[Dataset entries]
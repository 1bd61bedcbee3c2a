//! Labeled polygon features tied to grid cells.

use crate::compute::validation::validate_coordinate;
use crate::error::Result;
use crate::grid::{CellAddress, CellGrid};
use crate::storage::{FeatureRecord, FeatureSource};
use geo::{CoordsIter, MultiPolygon};
use serde_json::Value;
use std::sync::Arc;

/// A label value, shared between the many features that carry it.
pub type Label = Arc<str>;

/// An immutable polygon with a label, a weak flag and the cell it belongs
/// to.
///
/// A weak label is a guess (from gap filling) that yields to non-weak labels.
/// `label` is `None` for features that carry no label at all.
#[derive(Debug, Clone, PartialEq)]
pub struct LabeledFeature<'g> {
    address: CellAddress<'g>,
    label_key: Arc<str>,
    label: Option<Label>,
    weak: bool,
    geometry: MultiPolygon,
}

impl<'g> LabeledFeature<'g> {
    pub fn address(&self) -> &CellAddress<'g> {
        &self.address
    }

    /// Name of the attribute the label is stored under.
    pub fn label_key(&self) -> &str {
        &self.label_key
    }

    pub fn label(&self) -> Option<&Label> {
        self.label.as_ref()
    }

    pub fn is_weak(&self) -> bool {
        self.weak
    }

    pub fn geometry(&self) -> &MultiPolygon {
        &self.geometry
    }

    pub fn into_geometry(self) -> MultiPolygon {
        self.geometry
    }

    /// New feature with the same address and label key.
    pub fn sibling(
        &self,
        label: Option<Label>,
        weak: bool,
        geometry: impl Into<MultiPolygon>,
    ) -> Self {
        Self {
            address: self.address.clone(),
            label_key: self.label_key.clone(),
            label,
            weak,
            geometry: geometry.into(),
        }
    }

    /// Same feature moved to another cell.
    pub fn with_address(mut self, address: CellAddress<'g>) -> Self {
        self.address = address;
        self
    }

    /// Same label and weakness in another cell with another geometry.
    pub(crate) fn relocate(&self, address: CellAddress<'g>, geometry: MultiPolygon) -> Self {
        Self {
            address,
            label_key: self.label_key.clone(),
            label: self.label.clone(),
            weak: self.weak,
            geometry,
        }
    }

    /// Attribute lookup by name: the label key yields the label (or null),
    /// the grid's address attribute yields the serialized address.
    pub fn attribute(&self, name: &str) -> Option<Value> {
        if name == &*self.label_key {
            return Some(
                self.label
                    .as_ref()
                    .map_or(Value::Null, |l| Value::String(l.to_string())),
            );
        }
        if name == self.address.grid().attribute_name() {
            return Some(Value::String(self.address.to_attribute_value()));
        }
        None
    }

    /// Record carrying the label and the serialized address.
    pub fn to_record(&self) -> FeatureRecord {
        let label = self
            .label
            .as_ref()
            .map_or(Value::Null, |l| Value::String(l.to_string()));
        FeatureRecord::new(self.geometry.clone())
            .with_attribute(self.label_key.to_string(), label)
            .with_attribute(
                self.address.grid().attribute_name(),
                self.address.to_attribute_value(),
            )
    }
}

/// Creates features for one grid and label attribute.
#[derive(Debug, Clone)]
pub struct FeatureFactory<'g> {
    grid: &'g CellGrid,
    label_key: Arc<str>,
    address_attribute: String,
}

impl<'g> FeatureFactory<'g> {
    pub fn new(grid: &'g CellGrid, label_attribute: &str) -> Self {
        Self {
            grid,
            label_key: Arc::from(label_attribute),
            address_attribute: grid.attribute_name(),
        }
    }

    pub fn grid(&self) -> &'g CellGrid {
        self.grid
    }

    pub fn label_attribute(&self) -> &str {
        &self.label_key
    }

    /// Feature at the grid root.
    pub fn feature(
        &self,
        label: Option<Label>,
        weak: bool,
        geometry: impl Into<MultiPolygon>,
    ) -> LabeledFeature<'g> {
        self.feature_at(self.grid.root(), label, weak, geometry)
    }

    pub fn feature_at(
        &self,
        address: CellAddress<'g>,
        label: Option<Label>,
        weak: bool,
        geometry: impl Into<MultiPolygon>,
    ) -> LabeledFeature<'g> {
        LabeledFeature {
            address,
            label_key: self.label_key.clone(),
            label,
            weak,
            geometry: geometry.into(),
        }
    }

    /// Feature from a stored record. The address is read from the grid's
    /// address attribute when present and non-null, otherwise it is the root.
    ///
    /// # Errors
    ///
    /// `MalformedAddress` if the stored address does not parse,
    /// `InvalidInput` if a vertex is not finite.
    pub fn from_record(&self, record: &FeatureRecord) -> Result<LabeledFeature<'g>> {
        for vertex in record.geometry.coords_iter() {
            validate_coordinate(vertex)?;
        }
        let address = match record.text_attribute(&self.address_attribute) {
            Some(value) => CellAddress::from_attribute_value(self.grid, &value)?,
            None => self.grid.root(),
        };
        let label = record.text_attribute(&self.label_key).map(Label::from);
        Ok(self.feature_at(address, label, false, record.geometry.clone()))
    }

    /// All features of a source, in source order.
    pub fn from_source(&self, source: &dyn FeatureSource) -> Result<Vec<LabeledFeature<'g>>> {
        source
            .records()?
            .map(|record| self.from_record(&record?))
            .collect()
    }
}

◆ **What needs to be done**: Go through the data and return each line where the word "serialized" appears.

◆ **Response**:
    /// the grid's address attribute yields the serialized address.
    /// Record carrying the label and the serialized address.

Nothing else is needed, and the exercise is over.